Dr. Robbie Parks, an environmental epidemiologist at Columbia University, explains that if you live in a poor or minority community, you already bear a disproportionate burden, but that people are “inherently stretched simply due to racism and racist systems.” These systems can range from lack of healthcare to inability to collect unemployment due to legal status. This environmental injustice also exists due to a lack of access to open spaces or increased car traffic. All have an adverse affect on health, and all adds additional danger to those exposed to COVID-19. “There’s so much evidence that minorities typically would have high levels of preexisting conditions,” Parks adds. “Being infected with COVID-19 may take you over the edge if you already have preexisting conditions due to your prior exposure and structural racism.”

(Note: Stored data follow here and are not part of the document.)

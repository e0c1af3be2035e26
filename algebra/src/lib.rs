pub mod bitwidth;
pub mod constraint;
pub mod monomial;
pub mod polynomial;
pub mod symbol;
pub mod term;

pub use bitwidth::Signedness;
pub use constraint::{Constraint, NoSolver, RelOp, ShouldEliminate};
pub use monomial::Monomial;
pub use polynomial::Polynomial;
pub use symbol::{FreshNames, Symbol};
pub use term::{Rule, Term};
//! Append-only per-flow event journal.
//!
//! One stream per flow, keyed by flow id, with monotone integer sequence
//! numbers. The journal is the single source of truth for a flow: replaying
//! it from sequence zero rebuilds the actor's in-memory graph verbatim.
//! Snapshots are permitted by the interface but not required for correctness
//! and are not implemented.

use std::collections::HashMap;
use std::sync::Mutex;

use async_trait::async_trait;
use sqlx::{PgPool, Row};
use thiserror::Error;

use crate::model::{Event, FlowId, SequencedEvent};

#[derive(Debug, Error)]
pub enum JournalError {
    #[error("sequence conflict appending to flow {flow_id} at seq {seq}")]
    SequenceConflict { flow_id: FlowId, seq: u64 },
    #[error("journal backend error: {0}")]
    Backend(#[from] anyhow::Error),
}

/// Per-flow append-only log. Appends for one flow are ordered by the owning
/// actor; the journal only has to reject out-of-order writes.
#[async_trait]
pub trait EventJournal: Send + Sync {
    /// Append `event` at exactly `seq` for the given flow.
    async fn append(&self, flow_id: FlowId, seq: u64, event: &Event) -> Result<(), JournalError>;

    /// Load every event for the flow, ordered by sequence number.
    async fn load(&self, flow_id: FlowId) -> Result<Vec<SequencedEvent>, JournalError>;
}

/// Process-local journal, the default for tests and single-node use.
#[derive(Default)]
pub struct InMemoryJournal {
    streams: Mutex<HashMap<FlowId, Vec<Event>>>,
}

impl InMemoryJournal {
    pub fn new() -> Self {
        Self::default()
    }
}

#[async_trait]
impl EventJournal for InMemoryJournal {
    async fn append(&self, flow_id: FlowId, seq: u64, event: &Event) -> Result<(), JournalError> {
        let mut streams = self.streams.lock().expect("journal lock poisoned");
        let stream = streams.entry(flow_id).or_default();
        if stream.len() as u64 != seq {
            return Err(JournalError::SequenceConflict { flow_id, seq });
        }
        stream.push(event.clone());
        Ok(())
    }

    async fn load(&self, flow_id: FlowId) -> Result<Vec<SequencedEvent>, JournalError> {
        let streams = self.streams.lock().expect("journal lock poisoned");
        Ok(streams
            .get(&flow_id)
            .map(|events| {
                events
                    .iter()
                    .enumerate()
                    .map(|(seq, event)| SequencedEvent {
                        flow_id,
                        seq: seq as u64,
                        event: event.clone(),
                    })
                    .collect()
            })
            .unwrap_or_default())
    }
}

/// Postgres-backed journal. Events are stored as tagged JSON; the primary key
/// on (flow_id, seq) enforces append ordering.
pub struct SqlJournal {
    pool: PgPool,
}

impl SqlJournal {
    pub fn new(pool: PgPool) -> Self {
        Self { pool }
    }

    pub async fn init_schema(&self) -> Result<(), JournalError> {
        sqlx::query(
            r#"
            CREATE TABLE IF NOT EXISTS flow_events (
                flow_id UUID NOT NULL,
                seq BIGINT NOT NULL,
                event JSONB NOT NULL,
                created_at TIMESTAMPTZ NOT NULL DEFAULT NOW(),
                PRIMARY KEY (flow_id, seq)
            );
            "#,
        )
        .execute(&self.pool)
        .await
        .map_err(|e| JournalError::Backend(e.into()))?;
        Ok(())
    }
}

#[async_trait]
impl EventJournal for SqlJournal {
    async fn append(&self, flow_id: FlowId, seq: u64, event: &Event) -> Result<(), JournalError> {
        let payload =
            serde_json::to_value(event).map_err(|e| JournalError::Backend(e.into()))?;
        let result = sqlx::query(
            "INSERT INTO flow_events (flow_id, seq, event) VALUES ($1, $2, $3) \
             ON CONFLICT (flow_id, seq) DO NOTHING",
        )
        .bind(flow_id.0)
        .bind(seq as i64)
        .bind(payload)
        .execute(&self.pool)
        .await
        .map_err(|e| JournalError::Backend(e.into()))?;
        if result.rows_affected() == 0 {
            return Err(JournalError::SequenceConflict { flow_id, seq });
        }
        Ok(())
    }

    async fn load(&self, flow_id: FlowId) -> Result<Vec<SequencedEvent>, JournalError> {
        let rows = sqlx::query(
            "SELECT seq, event FROM flow_events WHERE flow_id = $1 ORDER BY seq ASC",
        )
        .bind(flow_id.0)
        .fetch_all(&self.pool)
        .await
        .map_err(|e| JournalError::Backend(e.into()))?;

        let mut events = Vec::with_capacity(rows.len());
        for row in rows {
            let seq: i64 = row.get("seq");
            let payload: serde_json::Value = row.get("event");
            let event: Event =
                serde_json::from_value(payload).map_err(|e| JournalError::Backend(e.into()))?;
            events.push(SequencedEvent {
                flow_id,
                seq: seq as u64,
                event,
            });
        }
        Ok(events)
    }
}

#[cfg(test)]
mod tests {
    use super::*;
    use chrono::Utc;

    fn committed(flow_id: FlowId) -> Event {
        Event::GraphCommitted {
            flow_id,
            ts: Utc::now(),
        }
    }

    #[tokio::test]
    async fn append_and_load_preserve_order() {
        let journal = InMemoryJournal::new();
        let flow_id = FlowId::generate();
        let created = Event::GraphCreated {
            flow_id,
            function_id: "app/fn".into(),
            ts: Utc::now(),
        };
        journal.append(flow_id, 0, &created).await.unwrap();
        journal.append(flow_id, 1, &committed(flow_id)).await.unwrap();

        let events = journal.load(flow_id).await.unwrap();
        assert_eq!(events.len(), 2);
        assert_eq!(events[0].seq, 0);
        assert_eq!(events[0].event, created);
        assert_eq!(events[1].seq, 1);
    }

    #[tokio::test]
    async fn out_of_order_append_is_rejected() {
        let journal = InMemoryJournal::new();
        let flow_id = FlowId::generate();
        let err = journal.append(flow_id, 3, &committed(flow_id)).await;
        assert!(matches!(
            err,
            Err(JournalError::SequenceConflict { seq: 3, .. })
        ));
    }

    #[tokio::test]
    async fn unknown_flow_loads_empty() {
        let journal = InMemoryJournal::new();
        assert!(journal.load(FlowId::generate()).await.unwrap().is_empty());
    }
}
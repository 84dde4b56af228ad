//! FaaS executor.
//!
//! A per-node actor that turns stage and function invocations into outbound
//! HTTP calls against the FaaS backend. Requests arrive on a mailbox; the
//! HTTP work runs on detached tasks so a slow function never blocks the
//! mailbox, and every outcome (including transport failure) comes back to the
//! requesting graph actor as a [`FaasInvocationResponse`] message.

use std::sync::Arc;
use std::time::Duration;

use reqwest::header::{HeaderMap, HeaderName, HeaderValue};
use reqwest::multipart::{Form, Part};
use tokio::sync::mpsc;
use tokio::task::JoinHandle;
use tracing::{debug, error, info, warn};

use crate::blobs::BlobStore;
use crate::model::{
    BlobRef, CompletionOperation, CompletionResult, Datum, ErrorKind, FlowId, HttpHeader,
    HttpReqDatum, HttpRespDatum, Routable, StageId,
};
use crate::protocol::{
    self, write_datum, DEFAULT_CONTENT_TYPE, HEADER_FLOW_ID, HEADER_STAGE_ID,
};

/// Invoke a stage's closure with encoded arguments.
#[derive(Debug, Clone)]
pub struct InvokeStageRequest {
    pub flow_id: FlowId,
    pub stage_id: StageId,
    pub function_id: String,
    pub operation: CompletionOperation,
    pub closure: Option<BlobRef>,
    pub args: Vec<Datum>,
}

/// Invoke an external function with an HTTP request payload.
#[derive(Debug, Clone)]
pub struct InvokeFunctionRequest {
    pub flow_id: FlowId,
    pub stage_id: StageId,
    pub function_id: String,
    pub arg: HttpReqDatum,
}

/// Reply delivered to the requesting graph actor.
#[derive(Debug, Clone)]
pub struct FaasInvocationResponse {
    pub flow_id: FlowId,
    pub stage_id: StageId,
    pub function_id: String,
    pub result: CompletionResult,
}

impl Routable for InvokeStageRequest {
    fn flow_id(&self) -> FlowId {
        self.flow_id
    }
}

impl Routable for InvokeFunctionRequest {
    fn flow_id(&self) -> FlowId {
        self.flow_id
    }
}

impl Routable for FaasInvocationResponse {
    fn flow_id(&self) -> FlowId {
        self.flow_id
    }
}

#[derive(Debug)]
pub enum ExecutorRequest {
    InvokeStage(InvokeStageRequest, mpsc::Sender<FaasInvocationResponse>),
    InvokeFunction(InvokeFunctionRequest, mpsc::Sender<FaasInvocationResponse>),
}

#[derive(Debug, Clone)]
pub struct ExecutorConfig {
    /// Base address of the FaaS backend, e.g. `http://functions:8080/r`.
    pub faas_addr: String,
    /// Hard client timeout for each outbound call.
    pub request_timeout: Duration,
}

impl ExecutorConfig {
    pub fn new(faas_addr: impl Into<String>) -> Self {
        ExecutorConfig {
            faas_addr: faas_addr.into(),
            request_timeout: Duration::from_secs(300),
        }
    }
}

/// Cloneable mailbox address of the executor.
#[derive(Clone, Debug)]
pub struct ExecutorHandle {
    tx: mpsc::Sender<ExecutorRequest>,
}

impl ExecutorHandle {
    pub async fn send(&self, request: ExecutorRequest) {
        if self.tx.send(request).await.is_err() {
            warn!("executor mailbox closed, dropping invocation request");
        }
    }
}

pub struct Executor {
    handle: ExecutorHandle,
    task: JoinHandle<()>,
}

impl Executor {
    pub fn start(config: ExecutorConfig, blobs: Arc<dyn BlobStore>) -> Self {
        let client = reqwest::Client::builder()
            .timeout(config.request_timeout)
            .redirect(reqwest::redirect::Policy::none())
            .build()
            .unwrap_or_else(|e| panic!("failed to build FaaS HTTP client: {e}"));
        let (tx, mut rx) = mpsc::channel::<ExecutorRequest>(256);
        let inner = Arc::new(ExecutorInner {
            faas_addr: config.faas_addr.trim_end_matches('/').to_string(),
            client,
            blobs,
        });
        info!(faas_addr = %inner.faas_addr, "starting executor");

        let task = tokio::spawn(async move {
            while let Some(request) = rx.recv().await {
                let inner = Arc::clone(&inner);
                tokio::spawn(async move {
                    match request {
                        ExecutorRequest::InvokeStage(msg, reply) => {
                            let response = inner.handle_invoke_stage(&msg).await;
                            if reply.send(response).await.is_err() {
                                debug!(flow_id = %msg.flow_id, stage_id = %msg.stage_id, "requester gone before stage invocation reply");
                            }
                        }
                        ExecutorRequest::InvokeFunction(msg, reply) => {
                            let response = inner.handle_invoke_function(&msg).await;
                            if reply.send(response).await.is_err() {
                                debug!(flow_id = %msg.flow_id, stage_id = %msg.stage_id, "requester gone before function invocation reply");
                            }
                        }
                    }
                });
            }
        });

        Executor {
            handle: ExecutorHandle { tx },
            task,
        }
    }

    pub fn handle(&self) -> ExecutorHandle {
        self.handle.clone()
    }

    pub async fn shutdown(self) {
        drop(self.handle);
        let _ = self.task.await;
    }
}

struct ExecutorInner {
    faas_addr: String,
    client: reqwest::Client,
    blobs: Arc<dyn BlobStore>,
}

impl ExecutorInner {
    fn function_url(&self, function_id: &str) -> String {
        format!(
            "{}/{}",
            self.faas_addr,
            function_id.trim_start_matches('/')
        )
    }

    async fn handle_invoke_stage(&self, msg: &InvokeStageRequest) -> FaasInvocationResponse {
        debug!(
            flow_id = %msg.flow_id,
            stage_id = %msg.stage_id,
            function_id = %msg.function_id,
            operation = %msg.operation,
            "invoking stage"
        );

        let form = match self.build_stage_form(msg).await {
            Ok(form) => form,
            Err(e) => {
                error!(flow_id = %msg.flow_id, stage_id = %msg.stage_id, error = %e, "failed to encode stage invocation body");
                return stage_response(
                    msg,
                    CompletionResult::internal_error(
                        ErrorKind::StageFailed,
                        "error creating stage invoke request",
                    ),
                );
            }
        };

        let request = self
            .client
            .post(self.function_url(&msg.function_id))
            .header(HEADER_FLOW_ID, msg.flow_id.to_string())
            .header(HEADER_STAGE_ID, msg.stage_id.to_string())
            .multipart(form);

        let response = match request.send().await {
            Ok(response) => response,
            Err(e) if e.is_timeout() => {
                return stage_response(
                    msg,
                    CompletionResult::internal_error(ErrorKind::StageTimeout, "stage timed out"),
                );
            }
            Err(e) => {
                error!(flow_id = %msg.flow_id, stage_id = %msg.stage_id, error = %e, "HTTP error invoking stage");
                return stage_response(
                    msg,
                    CompletionResult::internal_error(
                        ErrorKind::StageFailed,
                        "HTTP error invoking stage",
                    ),
                );
            }
        };

        let status = response.status().as_u16();
        if status != 200 {
            warn!(flow_id = %msg.flow_id, stage_id = %msg.stage_id, http_status = status, "non-200 from FaaS endpoint");
            if status == 504 {
                return stage_response(
                    msg,
                    CompletionResult::internal_error(ErrorKind::StageTimeout, "stage timed out"),
                );
            }
            return stage_response(
                msg,
                CompletionResult::internal_error(
                    ErrorKind::StageFailed,
                    format!("invalid HTTP response from functions platform, code {status}"),
                ),
            );
        }

        let headers = collect_headers(response.headers());
        let body = match response.bytes().await {
            Ok(bytes) => bytes,
            Err(e) => {
                error!(flow_id = %msg.flow_id, stage_id = %msg.stage_id, error = %e, "failed to read stage response body");
                return stage_response(
                    msg,
                    CompletionResult::internal_error(
                        ErrorKind::InvalidStageResponse,
                        "failed to read result from functions service",
                    ),
                );
            }
        };

        match protocol::read_completion_result(self.blobs.as_ref(), &headers, &body).await {
            Ok(result) => {
                debug!(flow_id = %msg.flow_id, stage_id = %msg.stage_id, successful = result.is_successful(), "got stage response");
                stage_response(msg, result)
            }
            Err(e) => {
                error!(flow_id = %msg.flow_id, stage_id = %msg.stage_id, error = %e, "failed to parse stage response");
                stage_response(
                    msg,
                    CompletionResult::internal_error(
                        ErrorKind::InvalidStageResponse,
                        "failed to read result from functions service",
                    ),
                )
            }
        }
    }

    async fn build_stage_form(&self, msg: &InvokeStageRequest) -> anyhow::Result<Form> {
        let mut form = Form::new();
        if let Some(closure) = &msg.closure {
            let frame = write_datum(self.blobs.as_ref(), &Datum::Blob(closure.clone())).await?;
            form = form.part("closure", frame_to_part(frame)?);
        }
        for (i, arg) in msg.args.iter().enumerate() {
            let frame = write_datum(self.blobs.as_ref(), arg).await?;
            form = form.part(format!("arg_{i}"), frame_to_part(frame)?);
        }
        Ok(form)
    }

    async fn handle_invoke_function(&self, msg: &InvokeFunctionRequest) -> FaasInvocationResponse {
        debug!(
            flow_id = %msg.flow_id,
            stage_id = %msg.stage_id,
            target_function_id = %msg.function_id,
            method = msg.arg.method.as_str(),
            "sending function invocation"
        );

        let method = reqwest::Method::from_bytes(msg.arg.method.as_str().as_bytes())
            .expect("method set comes from a fixed enum");
        let mut request = self
            .client
            .request(method, self.function_url(&msg.function_id));
        for h in &msg.arg.headers {
            request = request.header(&h.key, &h.value);
        }
        if let Some(body) = &msg.arg.body {
            let bytes = match self.blobs.read(body).await {
                Ok(bytes) => bytes,
                Err(e) => {
                    error!(flow_id = %msg.flow_id, stage_id = %msg.stage_id, error = %e, "failed to read function body blob");
                    return function_response(msg, "failed to read request body");
                }
            };
            request = request
                .header(reqwest::header::CONTENT_TYPE, body.content_type.clone())
                .body(bytes);
        }

        let response = match request.send().await {
            Ok(response) => response,
            Err(e) => {
                error!(flow_id = %msg.flow_id, stage_id = %msg.stage_id, error = %e, "HTTP error calling functions service");
                return function_response(msg, "failed to call function");
            }
        };

        let status_code = response.status().as_u16();
        let content_type = response
            .headers()
            .get(reqwest::header::CONTENT_TYPE)
            .and_then(|v| v.to_str().ok())
            .unwrap_or(DEFAULT_CONTENT_TYPE)
            .to_string();
        let headers: Vec<HttpHeader> = collect_headers(response.headers())
            .into_iter()
            .filter(|h| !h.key.eq_ignore_ascii_case("content-type"))
            .collect();
        let bytes = match response.bytes().await {
            Ok(bytes) => bytes,
            Err(e) => {
                error!(flow_id = %msg.flow_id, stage_id = %msg.stage_id, error = %e, "error reading data from function");
                return function_response(msg, "could not read function response");
            }
        };

        let body = if bytes.is_empty() {
            None
        } else {
            match self.blobs.create(&content_type, bytes.to_vec()).await {
                Ok(blob) => Some(blob),
                Err(e) => {
                    error!(flow_id = %msg.flow_id, stage_id = %msg.stage_id, error = %e, "failed to store function response body");
                    return function_response(msg, "could not store function response");
                }
            }
        };

        let datum = Datum::HttpResp(HttpRespDatum {
            status_code,
            headers,
            body,
        });
        // Non-error codes count as success.
        let result = if (200..400).contains(&status_code) {
            CompletionResult::success(datum)
        } else {
            CompletionResult::failure(datum)
        };
        FaasInvocationResponse {
            flow_id: msg.flow_id,
            stage_id: msg.stage_id,
            function_id: msg.function_id.clone(),
            result,
        }
    }
}

fn stage_response(msg: &InvokeStageRequest, result: CompletionResult) -> FaasInvocationResponse {
    FaasInvocationResponse {
        flow_id: msg.flow_id,
        stage_id: msg.stage_id,
        function_id: msg.function_id.clone(),
        result,
    }
}

fn function_response(msg: &InvokeFunctionRequest, message: &str) -> FaasInvocationResponse {
    FaasInvocationResponse {
        flow_id: msg.flow_id,
        stage_id: msg.stage_id,
        function_id: msg.function_id.clone(),
        result: CompletionResult::internal_error(ErrorKind::FunctionInvokeFailed, message),
    }
}

fn frame_to_part(frame: protocol::DatumFrame) -> anyhow::Result<Part> {
    let mut headers = HeaderMap::new();
    for h in &frame.headers {
        headers.append(
            HeaderName::from_bytes(h.key.as_bytes())?,
            HeaderValue::from_str(&h.value)?,
        );
    }
    Ok(Part::bytes(frame.body).headers(headers))
}

fn collect_headers(headers: &HeaderMap) -> Vec<HttpHeader> {
    headers
        .iter()
        .filter_map(|(key, value)| {
            value.to_str().ok().map(|v| HttpHeader {
                key: key.as_str().to_string(),
                value: v.to_string(),
            })
        })
        .collect()
}
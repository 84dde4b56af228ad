//! In-memory representation of one completion flow.
//!
//! The graph owns the stages of a single flow, evaluates triggers as
//! dependencies resolve, and applies journal events. It performs no I/O:
//! every side effect is a [`GraphListener`] callback, implemented by the
//! owning actor. Replay applies events with `trigger = false` so listener
//! callbacks already captured in the journal are not re-issued; a single
//! [`CompletionGraph::recover`] call afterwards resumes pending work.

use std::collections::BTreeMap;

use tracing::debug;

use crate::model::{
    BlobRef, CompletionOperation, CompletionResult, Datum, ErrorKind, Event, FlowCommand,
    FlowError, FlowId, GraphState, ResultStatus, StageId, StageStatus, StageSummary,
};
use crate::strategy::{
    dependency_arity, strategy_for, ExecutionAction, ResultMode, Strategy, TriggerRule,
};

/// Side-effect sink for graph state changes.
///
/// Implemented by the graph actor, which persists events and dispatches
/// executor work. Implementations must not call back into the graph
/// re-entrantly; queue and drain instead.
pub trait GraphListener {
    /// The stage fired and its closure should be invoked with `args`.
    fn on_execute_stage(
        &mut self,
        stage_id: StageId,
        operation: CompletionOperation,
        closure: Option<BlobRef>,
        args: Vec<Datum>,
    );

    /// The stage's result is known and should be recorded.
    fn on_complete_stage(&mut self, stage_id: StageId, result: CompletionResult);

    /// `composed_stage_id` should be composed into `stage_id`.
    fn on_compose_stage(&mut self, stage_id: StageId, composed_stage_id: StageId);

    /// The graph is committed and every stage is resolved.
    fn on_complete_graph(&mut self);
}

/// One node in a completion graph.
#[derive(Debug)]
pub struct CompletionStage {
    pub id: StageId,
    pub operation: CompletionOperation,
    strategy: Strategy,
    pub closure: Option<BlobRef>,
    pub dependencies: Vec<StageId>,
    children: Vec<StageId>,
    /// Stage this one will be completed with, set by `thenCompose`.
    compose_reference: Option<StageId>,
    /// Stage to complete when this one resolves (the compose parent).
    compose_target: Option<StageId>,
    result: Option<CompletionResult>,
    /// Sticky: set when the stage is first observed firing, preventing a
    /// double fire within one recovery or steady-state pass.
    triggered: bool,
}

impl CompletionStage {
    pub fn is_resolved(&self) -> bool {
        self.result.is_some()
    }

    pub fn is_successful(&self) -> bool {
        matches!(&self.result, Some(r) if r.is_successful())
    }

    pub fn is_failed(&self) -> bool {
        matches!(&self.result, Some(r) if r.is_failed())
    }

    pub fn is_triggered(&self) -> bool {
        self.triggered
    }

    pub fn result(&self) -> Option<&CompletionResult> {
        self.result.as_ref()
    }

    pub fn result_mode(&self) -> ResultMode {
        self.strategy.result_mode
    }

    pub fn compose_reference(&self) -> Option<StageId> {
        self.compose_reference
    }

    fn status(&self) -> StageStatus {
        if self.is_failed() {
            StageStatus::Failed
        } else if self.is_successful() {
            StageStatus::Successful
        } else if self.triggered {
            StageStatus::Running
        } else {
            StageStatus::Pending
        }
    }
}

/// The dependency-driven state machine for one flow.
#[derive(Debug)]
pub struct CompletionGraph {
    flow_id: FlowId,
    function_id: String,
    stages: BTreeMap<StageId, CompletionStage>,
    next_stage_id: u32,
    committed: bool,
    completed: bool,
    /// Latch for the one-shot `on_complete_graph` signal.
    completion_signaled: bool,
}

But there are ways that we can mitigate that exposure. Urban planner Dr. Malo André Hutson, who wrote The Urban Struggle for Economic, Environmental and Social Justice: Deepening Their Roots, said that cities like New York need to prioritize open spaces like parks and deprioritize traffic in addition to following the data in order to make things more equitable. “It can’t just be that poor communities or communities of color take more than their fair share of these types of industries and certain levels of pollution,” Hutson said. “It’s incredibly important for the city to understand the risk and who’s at risk and monitor the data, really follow data to see what’s happening over time so that we know if it’s going to be, say, 100 degrees or 90-something degrees and less humidity and poor air quality. Do we have sensors set up for seniors? Are there ways that we can ensure that people are able to go to a cooler place with better air quality or just to go out, get outside? [There are]  a lot of challenges right now.” Ultimately, the only cure for environmental racism is to entirely dismantle the structures that allow it to fester. “We tend to talk very downstream,” Parks said. “A lot of these solutions, when you go back upstream, are fundamentally because of things like racism and inequality.” With air pollution, or with any other environmental hazard, if you prioritize the health and well-being of Black people, “everybody gets free,” Thomas said. “Our liberation is connected to everyone’s liberation.”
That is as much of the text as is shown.